What you are asked to do: From the entries below, give the number of lines where the word "cloned" occurs, and nothing else.

Dataset entries:
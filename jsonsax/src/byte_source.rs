// SPDX-License-Identifier: Apache-2.0

//! The [`ByteSource`] trait through which the parser pulls its input.
//!
//! Ready-made sources cover the common cases:
//!
//! - [`SliceSource`](crate::SliceSource) for bytes or text already in memory
//! - [`FileSource`](crate::FileSource) for a path on disk, opened lazily
//! - [`StreamSource`](crate::StreamSource) for any [`std::io::Read`]
//! - [`CallbackSource`](crate::CallbackSource) for a pull closure, the hook
//!   for transports this crate knows nothing about

use std::borrow::Cow;

/// Trait for input sources that supply bytes to the parser on demand.
pub trait ByteSource {
    /// Fill `buf` with up to `buf.len()` bytes.
    /// Returns the number of bytes written, or an error.
    ///
    /// # Contract
    /// - A return value of 0 **MUST** indicate true end of input
    /// - Implementations **MUST NOT** return 0 unless no more data will ever be available
    /// - The parser stops calling `fill` once it has seen 0 or an error
    fn fill(&mut self, buf: &mut [u8]) -> Result<usize, SourceError>;
}

impl<S: ByteSource + ?Sized> ByteSource for &mut S {
    fn fill(&mut self, buf: &mut [u8]) -> Result<usize, SourceError> {
        (**self).fill(buf)
    }
}

impl<S: ByteSource + ?Sized> ByteSource for Box<S> {
    fn fill(&mut self, buf: &mut [u8]) -> Result<usize, SourceError> {
        (**self).fill(buf)
    }
}

/// Classification of a byte source failure.
#[derive(Debug, Clone, Copy, PartialEq, Eq)]
pub enum SourceErrorKind {
    /// The source could not be opened.
    Open,
    /// A read from an open source failed.
    Io,
    /// A pull callback reported failure.
    Callback,
    /// Bytes could not be decoded in the declared text encoding.
    Encoding,
    /// The source could not allocate what it needed.
    OutOfMemory,
}

/// Error returned by [`ByteSource::fill`].
#[derive(Debug, Clone, PartialEq, Eq)]
pub struct SourceError {
    kind: SourceErrorKind,
    message: Cow<'static, str>,
}

impl SourceError {
    pub fn new(kind: SourceErrorKind, message: impl Into<Cow<'static, str>>) -> Self {
        Self {
            kind,
            message: message.into(),
        }
    }

    pub fn kind(&self) -> SourceErrorKind {
        self.kind
    }

    pub fn message(&self) -> &str {
        &self.message
    }

    /// Wraps an I/O error, keeping out-of-memory distinguishable.
    pub fn io(err: &std::io::Error) -> Self {
        let kind = match err.kind() {
            std::io::ErrorKind::OutOfMemory => SourceErrorKind::OutOfMemory,
            _ => SourceErrorKind::Io,
        };
        Self::new(kind, err.to_string())
    }
}

impl core::fmt::Display for SourceError {
    fn fmt(&self, f: &mut core::fmt::Formatter<'_>) -> core::fmt::Result {
        let what = match self.kind {
            SourceErrorKind::Open => "cannot open source",
            SourceErrorKind::Io => "read failed",
            SourceErrorKind::Callback => "source callback failed",
            SourceErrorKind::Encoding => "cannot decode source",
            SourceErrorKind::OutOfMemory => "out of memory",
        };
        write!(f, "{what}: {}", self.message)
    }
}

impl std::error::Error for SourceError {}

#[cfg(test)]
mod tests {
    use super::*;

    struct Countdown(u8);

    impl ByteSource for Countdown {
        fn fill(&mut self, buf: &mut [u8]) -> Result<usize, SourceError> {
            match (self.0, buf.first_mut()) {
                (0, _) | (_, None) => Ok(0),
                (n, Some(slot)) => {
                    *slot = b'0' + n;
                    self.0 -= 1;
                    Ok(1)
                }
            }
        }
    }

    #[test]
    fn test_fill_through_box_and_reference() {
        let mut boxed: Box<dyn ByteSource> = Box::new(Countdown(2));
        let mut buf = [0u8; 4];
        assert_eq!(boxed.fill(&mut buf), Ok(1));
        assert_eq!(buf[0], b'2');

        let by_ref = &mut boxed;
        assert_eq!(by_ref.fill(&mut buf), Ok(1));
        assert_eq!(buf[0], b'1');
        assert_eq!(by_ref.fill(&mut buf), Ok(0));
    }

    #[test]
    fn test_io_error_classification() {
        let oom = std::io::Error::from(std::io::ErrorKind::OutOfMemory);
        assert_eq!(SourceError::io(&oom).kind(), SourceErrorKind::OutOfMemory);

        let other = std::io::Error::new(std::io::ErrorKind::BrokenPipe, "pipe");
        let err = SourceError::io(&other);
        assert_eq!(err.kind(), SourceErrorKind::Io);
        assert_eq!(err.to_string(), "read failed: pipe");
    }
}
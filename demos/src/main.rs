// SPDX-License-Identifier: Apache-2.0

//! Prints the event stream (or the materialised tree) of a JSON document.

use std::collections::HashSet;
use std::fs::File;
use std::io::{self, Read};
use std::path::PathBuf;
use std::process::ExitCode;

use clap::{Parser as ClapParser, ValueEnum};
use jsonsax::{
    ByteSource, CallbackSource, Encoding, FileSource, ParseContext, ParseError, ParseFailure,
    ParseOptions, Parser, ParserDelegate, PropertyListBuilder, PropertyListOptions,
    StreamSource,
};

/// `--encoding` values.
#[derive(Debug, Clone, Copy, PartialEq, Eq, ValueEnum)]
enum InputEncoding {
    /// Detect from the byte order mark or the zero-byte pattern.
    Auto,
    #[value(name = "utf8")]
    Utf8,
    #[value(name = "utf16le")]
    Utf16Le,
    #[value(name = "utf16be")]
    Utf16Be,
    #[value(name = "latin1")]
    Latin1,
}

impl InputEncoding {
    fn encoding(self) -> Option<Encoding> {
        match self {
            InputEncoding::Auto => None,
            InputEncoding::Utf8 => Some(Encoding::Utf8),
            InputEncoding::Utf16Le => Some(Encoding::Utf16Le),
            InputEncoding::Utf16Be => Some(Encoding::Utf16Be),
            InputEncoding::Latin1 => Some(Encoding::Latin1),
        }
    }
}

#[derive(Debug, ClapParser)]
#[command(name = "jsonsax-events", about = "Print the parse events of a JSON document")]
struct Args {
    /// Reject comments, unquoted keys and other extensions.
    #[arg(long)]
    strict: bool,

    /// Input encoding; UTF-8 without transcoding when absent.
    #[arg(long, value_enum)]
    encoding: Option<InputEncoding>,

    /// Skip the value of this key (repeatable).
    #[arg(long = "skip", value_name = "KEY")]
    skip: Vec<String>,

    /// Print the document as compact JSON instead of events.
    #[arg(long)]
    tree: bool,

    /// Feed the parser through a callback pulling N bytes at a time.
    #[arg(long, value_name = "N")]
    chunk: Option<usize>,

    /// Input file, stdin when absent.
    file: Option<PathBuf>,
}

/// Prints one line per event, indented by depth.
struct EventPrinter {
    skip: HashSet<String>,
}

impl EventPrinter {
    fn line(&self, cx: &ParseContext, text: &str) {
        println!("{:indent$}{text}", "", indent = cx.depth() * 2);
    }
}

impl ParserDelegate for EventPrinter {
    fn did_start_document(&mut self, cx: &mut ParseContext) {
        self.line(cx, "start document");
    }
    fn did_end_document(&mut self, cx: &mut ParseContext) {
        self.line(cx, "end document");
    }
    fn did_start_array(&mut self, cx: &mut ParseContext) {
        self.line(cx, "[");
    }
    fn did_end_array(&mut self, cx: &mut ParseContext) {
        self.line(cx, "]");
    }
    fn did_start_object(&mut self, cx: &mut ParseContext) {
        self.line(cx, "{");
    }
    fn did_end_object(&mut self, cx: &mut ParseContext) {
        self.line(cx, "}");
    }
    fn should_skip_value_for_key(&mut self, cx: &mut ParseContext, key: &str) -> bool {
        let skip = self.skip.contains(key);
        if skip {
            self.line(cx, &format!("key {key:?} (skipped)"));
        }
        skip
    }
    fn found_key(&mut self, cx: &mut ParseContext, key: &str) {
        self.line(cx, &format!("key {key:?}"));
    }
    fn found_string(&mut self, cx: &mut ParseContext, value: &str) {
        self.line(cx, &format!("string {value:?}"));
    }
    fn found_integer(&mut self, cx: &mut ParseContext, value: i64) {
        self.line(cx, &format!("integer {value}"));
    }
    fn found_float(&mut self, cx: &mut ParseContext, value: f64) {
        self.line(cx, &format!("float {value:?}"));
    }
    fn found_bool(&mut self, cx: &mut ParseContext, value: bool) {
        self.line(cx, &format!("bool {value}"));
    }
    fn found_null(&mut self, cx: &mut ParseContext) {
        self.line(cx, "null");
    }
    fn error(&mut self, _cx: &mut ParseContext, error: &ParseError) {
        eprintln!("error: {error}");
    }
}

fn open_input(file: Option<&PathBuf>) -> io::Result<Box<dyn Read>> {
    Ok(match file {
        Some(path) => Box::new(File::open(path)?),
        None => Box::new(io::stdin().lock()),
    })
}

/// Picks the byte source for the command line.
fn source(args: &Args) -> io::Result<Box<dyn ByteSource>> {
    if let Some(chunk) = args.chunk {
        let mut input = open_input(args.file.as_ref())?;
        let chunk = chunk.max(1);
        return Ok(Box::new(CallbackSource::new(move |buf: &mut [u8]| {
            let len = buf.len().min(chunk);
            let Some(dest) = buf.get_mut(..len) else {
                return -1;
            };
            match input.read(dest) {
                Ok(n) => isize::try_from(n).unwrap_or(-1),
                Err(e) => {
                    log::error!("read failed: {e}");
                    -1
                }
            }
        })));
    }
    Ok(match &args.file {
        Some(path) => Box::new(FileSource::new(path)),
        None => Box::new(StreamSource::new(io::stdin().lock())),
    })
}

fn run(args: &Args) -> Result<(), String> {
    let options = if args.strict {
        ParseOptions::STRICT
    } else {
        ParseOptions::NONE
    };
    let source = source(args).map_err(|e| e.to_string())?;

    let mut parser = Parser::new();
    match args.encoding {
        None => parser.configure(source, options),
        Some(choice) => parser.configure_with_encoding(source, choice.encoding(), options),
    }

    let result = if args.tree {
        let filters = PropertyListOptions::new().ignore(args.skip.iter().cloned());
        let mut builder = PropertyListBuilder::with_options(filters);
        let result = parser.parse(&mut builder);
        if let Some(value) = builder.into_value() {
            println!("{value}");
        }
        result
    } else {
        let mut printer = EventPrinter {
            skip: args.skip.iter().cloned().collect(),
        };
        parser.parse(&mut printer)
    };

    match result {
        Ok(()) => Ok(()),
        Err(ParseFailure::Aborted) => Err("aborted".to_owned()),
        Err(ParseFailure::Error(e)) if args.tree => Err(e.to_string()),
        // EventPrinter has printed it already.
        Err(ParseFailure::Error(_)) => Err(String::new()),
    }
}

fn main() -> ExitCode {
    env_logger::init();
    let args = Args::parse();
    log::debug!("{args:?}");

    match run(&args) {
        Ok(()) => ExitCode::SUCCESS,
        Err(message) => {
            if !message.is_empty() {
                eprintln!("error: {message}");
            }
            ExitCode::FAILURE
        }
    }
}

Response: 2